A 16kg winter melon harvested from a community garden in Bukit Batok was so huge that it was enough to feed 30 senior citizens.
"It just grew and grew and grew, and we were worried that the fence next to it would collapse," said Mr John Hou, 70, who maintains the garden with eight other residents.
"So we cut it down and made soup for everybody then," he said.
Avid gardeners such as Mr Hou will soon have a new platform to showcase their prized fruits and vegetables.
This September, a new Community Garden Festival will be held at HortPark in Alexandra to recognise the efforts of community gardeners.

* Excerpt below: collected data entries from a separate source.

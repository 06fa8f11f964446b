//! Covey SDK - collaborator-facing types for the contextual instance runtime
//!
//! This crate holds the types a container hands to the Covey engine without
//! depending on the engine itself:
//! - `Contextual` - a resolved bean definition and its lifecycle hooks
//! - `ScopeKind` / `BeanKind` - how instances of a definition are cached and created
//! - Interceptor and decorator descriptors (passivation metadata)
//! - `CreationalContext` - the disposal token threaded through creation and teardown
//! - `ProxyBlueprint` / `RealizedProxyClass` - generated proxy images and their loaded form
//! - `AnnotationManager` - the injection-point passivation query
//!
//! # Example
//!
//! ```ignore
//! use covey_sdk::{Contextual, CreationalContext, ScopeKind};
//!
//! let ctx = CreationalContext::new();
//! let instance = definition.produce(&ctx)?;
//! ```

#![warn(missing_docs)]
#![warn(rust_2018_idioms)]

pub mod annotation;
pub mod class;
pub mod contextual;
pub mod creational;
pub mod descriptor;
pub mod error;
pub mod scope;

pub use annotation::{AnnotationManager, PermissiveAnnotationManager};
pub use class::{ClassLayout, ProxyBlueprint, RealizedProxyClass};
pub use contextual::{BeanKind, Contextual, DefinitionKey, Instance};
pub use creational::{CreationalContext, CreationalContextId, DependentInstance};
pub use descriptor::{
    DecoratorDescriptor, DescriptorForm, InterceptionStack, InterceptorDescriptor,
    InterceptorSource,
};
pub use error::{HookError, HookResult};
pub use scope::{CachePolicy, ScopeKind, ScopeParseError, ScopeTag};
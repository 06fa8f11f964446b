//! Engine configuration
//!
//! Options are plain structs with `Default`. They can also be read from JSON,
//! where every field is optional:
//!
//! ```json
//! {
//!   "host": { "uninit_allocation": false },
//!   "active_scopes": ["application", "request"]
//! }
//! ```

use covey_sdk::ScopeKind;
use serde::Deserialize;

/// Low-level facilities the host runtime offers to the proxy loader
#[derive(Debug, Clone, PartialEq, Eq, Deserialize)]
#[serde(default)]
pub struct HostCapabilities {
    /// Privileged writes may force a guarded define primitive open
    pub privileged_access: bool,

    /// An internal define primitive is available as a last resort
    pub internal_define: bool,

    /// Instances may be allocated without running their initializer
    pub uninit_allocation: bool,
}

impl Default for HostCapabilities {
    fn default() -> Self {
        Self {
            privileged_access: true,
            internal_define: true,
            uninit_allocation: true,
        }
    }
}

/// Options for building a [`ScopeRegistry`](crate::context::ScopeRegistry)
#[derive(Debug, Clone, PartialEq, Eq, Deserialize)]
#[serde(default)]
pub struct EngineOptions {
    /// Host capabilities for the native host
    pub host: HostCapabilities,

    /// Scopes activated when the registry is built
    pub active_scopes: Vec<ScopeKind>,

    /// Validate passivating scope stores before marking them passivation-capable
    pub passivating_scopes_require_validation: bool,
}

impl Default for EngineOptions {
    fn default() -> Self {
        Self {
            host: HostCapabilities::default(),
            active_scopes: vec![ScopeKind::Application],
            passivating_scopes_require_validation: true,
        }
    }
}

impl EngineOptions {
    /// Parse options from a JSON document
    pub fn from_json(json: &str) -> Result<Self, serde_json::Error> {
        serde_json::from_str(json)
    }
}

As part of the festival, there will be a fruits and vegetables competition to award cash prizes to those who have grown, say, the longest bitter gourd or the heaviest watermelon. It is modelled after similar competitions overseas such as those organised by the Royal Horticultural Society, where British farmers vie to produce the biggest pumpkins.
"We hope to cultivate an interest among Singaporeans to grow edibles in their homes and community gardens," said Minister of State for National Development Desmond Lee at the launch of the competition at HortPark yesterday.
"How many of us who grew up when Singapore was already a Garden City can claim to know how to grow our own food?"
The country already holds the biennial Singapore Garden Festival, which is globally recognised and drew 200,000 visitors last year.
The new Community Garden Festival will take place annually at HortPark or alongside the Singapore Garden Festival at Gardens by the Bay.
Mr Lee said festivals such as the Singapore Garden Festival tend to focus more on expert horticulturalists exhibiting their best.
"This new festival will bring Singaporeans from all walks of life into the heart of the greening drive and add a people-oriented dimension to our garden festivals," he said. There are about 850 community gardens tended by 3,000 active volunteers here.
Besides the competition, the festival will feature a "Streets of Singapore" showcase of the 16 species of trees which roads here are named after. For instance, Sembawang, Kranji and Tampines roads got their names from the Sembawang, Keranji and Tempinis trees respectively.
For Mr Hou, plans to grow winter melon, cucumber and watermelon are already under way.
"We are all excited because this is the first such competition here, and my neighbours and I have started discussing which plot of land to use."